Konstantin Ryabitsev <konstantin@linuxfoundation.org> wrote:
> On Fri, Oct 25, 2019 at 12:22:14PM +0000, Eric Wong wrote:
> > > I'm not sure about a libpublicinbox... I have been really
> > > hesitant to depend on shared C/C++ libraries whenever I use Perl
> > > or Ruby because of build and install complexity; especially for
> > > stuff that's not-yet-available on distros.
> > > 
> > > Well-defined and stable protocols + data formats?
> > > Yes. 100 times yes.
> > > 
> > > What would be nice is to have a local server so they could
> > > access everything via HTTP using curl or whatever HTTP library
> > > users want.  On shared systems, it could be HTTP over a UNIX
> > > socket.  I don't think libcurl supports Unix domain sockets,
> > > yet, but HTTP/1.1 parsers are pretty common.
> > > 
> > > JSON is a possibility, too; but I'm not sure if JSON is even
> > > necessary if all that's exchanged are git blob OIDs and URLs for
> > > mboxes.  Parsing MIME + RFC822(-ish) are already sunk costs.
> > 
> > More on that. As much as I may be in favor of "software freedom",
> > I'm even more in favor of "freedom _from_ software".  Reusing
> > existing data formats as much as possible to minimize the
> > bug and attack surface is something I've been trying to do.
> 
> I understand the sentiment, but it's the exact problem that kernel
> maintainers are struggling with. Almost every maintainer I've spoken to have
> complained that without dedicated tools automating a lot of tasks for them,
> they quickly run out of scaling capacity. In fact, most of the ones I spoke
> with have rigged up some kind of fragile solution that sort-of works for
> them, often involving spittle and baling wire (someone I know runs patchwork
> in a container). After they set it up, they are hesitant to touch it, which
> means they don't want to perform system or library upgrades for the fear
> that something may break at the worst possible time during the merge window.
> Which means they are potentially leaving their systems exposed by not
> applying security updates.
> 
> It's little wonder why many are clamoring for a centralized forge solution
> that would put the responsibility of maintaining things on someone else's
> shoulders.

Yeah.  I've tried to make public-inbox somewhat easy-to-install
compared to typical web apps, at least on Debian-based systems.
I guess the CentOS7 experience is acceptable, but maybe less than
ideal due to the lack of Search::Xapian.

Not sure what other distros and dependencies we'd have to worry
about with less package availability than CentOS/RHEL.

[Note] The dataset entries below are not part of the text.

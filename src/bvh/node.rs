//! BVH node model and its fixed-size wire record.
//!
//! In memory a node is a bounding box plus an explicit [`NodeKind`] tag.
//! On disk it is a 40-byte [`PackedBvhNode`]:
//!
//! ```text
//! [min: 3 x f32][tag: u32][max: 3 x f32][left_data: u32][right_data: u32][pad: u32]
//! ```
//!
//! | tag | kind           | left_data       | right_data      |
//! |-----|----------------|-----------------|-----------------|
//! | 0   | internal       | left child      | right child     |
//! | 1   | instance leaf  | instance index  | 0               |
//! | 2   | primitive leaf | first primitive | primitive count |

use bytemuck::{Pod, Zeroable};

use crate::util::{BBox3f, Error, Result, Vec3};

const TAG_INTERNAL: u32 = 0;
const TAG_INSTANCE_LEAF: u32 = 1;
const TAG_PRIMITIVE_LEAF: u32 = 2;

/// What a BVH node holds.
#[derive(Debug, Clone, Copy, PartialEq, Eq)]
pub enum NodeKind {
    /// Two children, as indices into the same node array.
    Internal { left: u32, right: u32 },
    /// Top-level leaf: exactly one mesh instance.
    InstanceLeaf { instance: u32 },
    /// Bottom-level leaf: a contiguous range of flattened triangles.
    PrimitiveLeaf { offset: u32, count: u32 },
}

/// A node of a flat BVH array.
#[derive(Debug, Clone, Copy, PartialEq)]
pub struct BvhNode {
    pub bbox: BBox3f,
    pub kind: NodeKind,
}

impl BvhNode {
    pub fn new(bbox: BBox3f, kind: NodeKind) -> Self {
        Self { bbox, kind }
    }

    #[inline]
    pub fn is_leaf(&self) -> bool {
        !matches!(self.kind, NodeKind::Internal { .. })
    }

    /// Child indices of an internal node.
    #[inline]
    pub fn children(&self) -> Option<(u32, u32)> {
        match self.kind {
            NodeKind::Internal { left, right } => Some((left, right)),
            _ => None,
        }
    }

    /// Shift child indices by `offset` when splicing a tree into a larger
    /// array. Leaf payloads are not node indices and stay untouched.
    #[inline]
    pub fn offset_child_nodes(&mut self, offset: u32) {
        if let NodeKind::Internal { left, right } = &mut self.kind {
            *left += offset;
            *right += offset;
        }
    }

    pub fn to_packed(&self) -> PackedBvhNode {
        let (tag, left_data, right_data) = match self.kind {
            NodeKind::Internal { left, right } => (TAG_INTERNAL, left, right),
            NodeKind::InstanceLeaf { instance } => (TAG_INSTANCE_LEAF, instance, 0),
            NodeKind::PrimitiveLeaf { offset, count } => (TAG_PRIMITIVE_LEAF, offset, count),
        };
        PackedBvhNode {
            min: self.bbox.min.to_array(),
            tag,
            max: self.bbox.max.to_array(),
            left_data,
            right_data,
            _pad: 0,
        }
    }

    pub fn from_packed(packed: &PackedBvhNode) -> Result<Self> {
        let kind = match packed.tag {
            TAG_INTERNAL => NodeKind::Internal {
                left: packed.left_data,
                right: packed.right_data,
            },
            TAG_INSTANCE_LEAF => NodeKind::InstanceLeaf {
                instance: packed.left_data,
            },
            TAG_PRIMITIVE_LEAF => NodeKind::PrimitiveLeaf {
                offset: packed.left_data,
                count: packed.right_data,
            },
            tag => return Err(Error::corrupt(format!("unknown BVH node tag {tag}"))),
        };
        Ok(Self {
            bbox: BBox3f::new(Vec3::from_array(packed.min), Vec3::from_array(packed.max)),
            kind,
        })
    }
}

/// Wire form of [`BvhNode`] (40 bytes).
#[repr(C)]
#[derive(Debug, Clone, Copy, PartialEq, Pod, Zeroable)]
pub struct PackedBvhNode {
    pub min: [f32; 3],
    pub tag: u32,
    pub max: [f32; 3],
    pub left_data: u32,
    pub right_data: u32,
    pub _pad: u32,
}

#[cfg(test)]
mod tests {
    use super::*;

    fn unit_box() -> BBox3f {
        BBox3f::new(Vec3::ZERO, Vec3::ONE)
    }

    #[test]
    fn test_packed_size() {
        assert_eq!(std::mem::size_of::<PackedBvhNode>(), 40);
    }

    #[test]
    fn test_offset_only_moves_internal_nodes() {
        let mut inner = BvhNode::new(unit_box(), NodeKind::Internal { left: 1, right: 2 });
        let mut leaf = BvhNode::new(unit_box(), NodeKind::PrimitiveLeaf { offset: 4, count: 3 });
        let mut inst = BvhNode::new(unit_box(), NodeKind::InstanceLeaf { instance: 0 });

        inner.offset_child_nodes(10);
        leaf.offset_child_nodes(10);
        inst.offset_child_nodes(10);

        assert_eq!(inner.children(), Some((11, 12)));
        assert_eq!(leaf.kind, NodeKind::PrimitiveLeaf { offset: 4, count: 3 });
        assert_eq!(inst.kind, NodeKind::InstanceLeaf { instance: 0 });
    }

    #[test]
    fn test_instance_zero_is_still_a_leaf() {
        // Instance 0 must not decode as a reference to node 0.
        let node = BvhNode::new(unit_box(), NodeKind::InstanceLeaf { instance: 0 });
        let back = BvhNode::from_packed(&node.to_packed()).unwrap();
        assert!(back.is_leaf());
        assert_eq!(back, node);
    }

    #[test]
    fn test_unknown_tag_rejected() {
        let mut packed = BvhNode::new(unit_box(), NodeKind::Internal { left: 1, right: 2 }).to_packed();
        packed.tag = 7;
        assert!(matches!(
            BvhNode::from_packed(&packed),
            Err(Error::CorruptContainer(_))
        ));
    }
}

> If we want to avoid this, we need to provide them with convenient and robust
> tools that they can use and adapt to their needs. Otherwise we aren't really
> solving the problem.

Right.  Much of the public-inbox search and blob-solver logic
can be adapted to command-line tools (as they are for testing)
and/or exposed locally via a git-instaweb-style HTTP server
which can be curl-ed.  But ALSO hosting it on a giant server is
an option for organizations that want such things.

Maybe some tooling can be piggy-backed into git.git or its
contrib/, section, too.  I certainly want to make git operation
totally network transparent, at least.

> (I know this really belongs on workflows more than on meta.)

I posted a little bit more about local tools, here:
  https://lore.kernel.org/workflows/20191025223915.GA22959@dcvr/
(but I've posted to similar effect here, I think)

  reply	other threads:[~2019-10-25 22:57 UTC|newest]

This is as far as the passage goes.